By electron microscopy (Figure 1), myelin is the spiral extension of a glial plasma membrane

that is visualized by electron-dense 'major dense lines' (MDL) and 'intraperiod lines' (IPL) at

the compacted intracellular and extracellular membrane surfaces, respectively. However,

myelin also comprises a continuous network of uncompacted cytosolic compartments, such

as the innermost (adaxonal) and outermost (abaxonal) layers, which are radially connected by

Schmidt-Lanterman incisures (in the PNS) and the paranodal loops (Arroyo & Scherer 2000,

Bunge 1968, Hildebrand et al 1994, Hildebrand et al 1993, Nave 2010). Visualizing the

morphogenesis of myelin has been a challenge but has greatly progressed with the recent

application of new imaging techniques.

Establishing glia-axon contact, process polarization, and myelin expansion

Unlike their small proliferative precursor cells, committed oligodendrocyte progenitors (OPC)

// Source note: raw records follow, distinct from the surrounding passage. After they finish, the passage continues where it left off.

//! The fg builtin.

use anyhow::Result;
use nix::sys::signal::Signal;

use crate::jobs::{JobManager, JobState};
use crate::output;
use crate::parser::CommandLine;
use crate::tools::{Flow, Tool};

use super::{find_job, parse_job_ref, signal_group};

/// Fg tool: move a job to the foreground and wait for it to leave.
///
/// A stopped target is continued first. The wait ends when no job holds
/// the foreground any more, whichever job that turns out to be.
pub struct Fg;

impl Tool for Fg {
    fn name(&self) -> &str {
        "fg"
    }

    fn run(&self, cmd: &CommandLine, jobs: &JobManager) -> Result<Flow> {
        if cmd.argv.len() != 2 {
            output::emit("fg please input one and only one ID argument\n");
            return Ok(Flow::Continue);
        }
        let arg = &cmd.argv[1];
        let Some(target) = parse_job_ref(arg) else {
            if arg.starts_with('%') {
                output::emit("fg: argument must be a nonzero %jobid\n");
            } else {
                output::emit("fg: argument must be a nonzero PID\n");
            }
            return Ok(Flow::Continue);
        };

        let mut table = jobs.lock();
        let Some(job) = find_job(&mut table, target) else {
            return Ok(Flow::Continue);
        };
        if job.state == JobState::Stopped {
            signal_group(job.pid, Signal::SIGCONT);
        }
        job.state = JobState::Foreground;
        let table = jobs.wait_no_foreground(table);
        drop(table);
        Ok(Flow::Continue)
    }
}
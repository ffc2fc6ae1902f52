//! jobsh entry point.
//!
//! Usage:
//!   jobsh          # interactive shell
//!   jobsh -v       # with diagnostic logging
//!   jobsh -p       # without a prompt (for test drivers)

use std::env;
use std::process::ExitCode;

use anyhow::{Context, Result};
use nix::libc;
use nix::unistd::dup2;
use tracing_subscriber::{fmt, prelude::*, EnvFilter};

use jobsh_kernel::{install_terminal_ignores, spawn_signal_thread, JobManager, Kernel};
use jobsh_repl::Repl;

fn main() -> ExitCode {
    match run() {
        Ok(code) => ExitCode::from(code as u8),
        Err(e) => {
            eprintln!("jobsh: {e:#}");
            ExitCode::FAILURE
        }
    }
}

fn run() -> Result<i32> {
    // Diagnostics share stdout so a driver reading one pipe sees everything.
    dup2(libc::STDOUT_FILENO, libc::STDERR_FILENO)
        .context("failed to redirect stderr to stdout")?;

    let mut verbose = false;
    let mut emit_prompt = true;
    for arg in env::args().skip(1) {
        let Some(flags) = arg.strip_prefix('-') else {
            return usage();
        };
        for flag in flags.chars() {
            match flag {
                'h' => return usage(),
                'v' => verbose = true,
                'p' => emit_prompt = false,
                _ => return usage(),
            }
        }
    }

    // Initialize tracing (respects RUST_LOG env var)
    let filter = EnvFilter::try_from_default_env().unwrap_or_else(|_| {
        EnvFilter::new(if verbose {
            "jobsh_kernel=debug,jobsh_repl=debug"
        } else {
            "warn"
        })
    });
    tracing_subscriber::registry()
        .with(fmt::layer())
        .with(filter)
        .init();

    install_terminal_ignores()?;
    let jobs = JobManager::new();
    spawn_signal_thread(jobs.clone())?;
    let kernel = Kernel::new(jobs);

    Repl::new(kernel, emit_prompt).run()
}

fn usage() -> Result<i32> {
    println!("Usage: jobsh [-hvp]");
    println!("   -h   print this message");
    println!("   -v   print additional diagnostic information");
    println!("   -p   do not emit a command prompt");
    Ok(1)
}
//! The quit builtin.

use anyhow::Result;
use nix::sys::signal::Signal;
use nix::sys::wait::{waitpid, WaitPidFlag, WaitStatus};

use crate::jobs::JobManager;
use crate::parser::CommandLine;
use crate::tools::{Flow, Tool};

use super::signal_group;

/// Quit tool: reap what can be reaped, then leave.
///
/// Stop reports still queued get an interrupt to the job's group; exit
/// and kill reports drop out of the table. Arguments and redirections on
/// the line are ignored; `quit` always quits.
pub struct Quit;

impl Tool for Quit {
    fn name(&self) -> &str {
        "quit"
    }

    fn run(&self, _cmd: &CommandLine, jobs: &JobManager) -> Result<Flow> {
        let mut table = jobs.lock();
        loop {
            match waitpid(None, Some(WaitPidFlag::WNOHANG | WaitPidFlag::WUNTRACED)) {
                Ok(WaitStatus::Stopped(pid, _)) => signal_group(pid, Signal::SIGINT),
                Ok(WaitStatus::Exited(pid, _)) | Ok(WaitStatus::Signaled(pid, _, _)) => {
                    let _ = table.delete(pid);
                }
                Ok(WaitStatus::StillAlive) => break,
                Ok(_) => continue,
                Err(_) => break,
            }
        }
        drop(table);
        Ok(Flow::Exit(0))
    }
}
//! The jobs builtin.

use std::os::fd::{AsFd, FromRawFd, OwnedFd};

use anyhow::Result;
use nix::fcntl::{open, OFlag};
use nix::sys::stat::{umask, Mode};

use crate::jobs::{Job, JobManager};
use crate::output;
use crate::parser::CommandLine;
use crate::tools::{Flow, Tool};

/// Jobs tool: list every tracked job, one row per slot in slot order.
///
/// With `> file` on the line the listing is created fresh at that path
/// instead of going to stdout. The table lock is held for the whole
/// listing so no state-change notification can land between rows.
pub struct Jobs;

impl Tool for Jobs {
    fn name(&self) -> &str {
        "jobs"
    }

    fn run(&self, cmd: &CommandLine, jobs: &JobManager) -> Result<Flow> {
        let table = jobs.lock();
        if let Some(path) = cmd.outfile.as_deref() {
            umask(Mode::from_bits_truncate(0o022));
            let fd = match open(
                path,
                OFlag::O_CREAT | OFlag::O_TRUNC | OFlag::O_WRONLY,
                Mode::from_bits_truncate(0o666),
            ) {
                Ok(raw) => unsafe { OwnedFd::from_raw_fd(raw) },
                Err(err) => {
                    output::emit(format!("Open error: {}\n", err.desc()));
                    std::process::exit(1);
                }
            };
            for job in table.iter() {
                write_row(&fd, job);
            }
        } else {
            for job in table.iter() {
                write_row(output::stdout(), job);
            }
        }
        Ok(Flow::Continue)
    }
}

/// One listing row, written whole so a torn row can never appear.
fn write_row<Fd: AsFd>(fd: Fd, job: &Job) {
    let row = format!(
        "[{}] ({}) {:<11}{}\n",
        job.id, job.pid, job.state, job.cmdline
    );
    if output::write_all(fd, row.as_bytes()).is_err() {
        output::emit_err("Error writing to output file\n");
        std::process::exit(1);
    }
}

are multipolar cells, the function of which is not completely understood. OPC remain motile and

can migrate in the CNS, thereby 'tiling' the brain. Their processes do not intermingle but rather

extend and retract like filopodia (Kirby et al 2006) (Figure 2) with a dynamics that is

maintained in adult OPC (Biname et al 2013, Hughes et al 2013, Young et al 2013). Upon first

contact with an axonal membrane, the tip of the OPC process is either retracted or stabilized. If

stabilized, a specialized membrane domain for continued axon-glial communication is formed,

although it is unclear which (if any) of the glial adhesion proteins stabilize these contacts.

The initial contact induces a number of molecular rearrangements in the future myelinating

cell (Figure 2), including the association of the tyrosine-kinase fyn with lipid-rich membrane

microdomains (Czopka et al 2013, Krämer-Albers & White 2011), the suppression of RhoA-

activity (Baer et al 2009), and the local enrichment of phosphoinositides in the glial

membrane, i.e. phosphatidylinositol-4,5-bisphosphate (PIP2) and phosphatidylinositol-3,4,5-

trisphosphate (PIP3) (Goebbels et al 2010, Goebbels et al 2012, Snaidero et al 2014).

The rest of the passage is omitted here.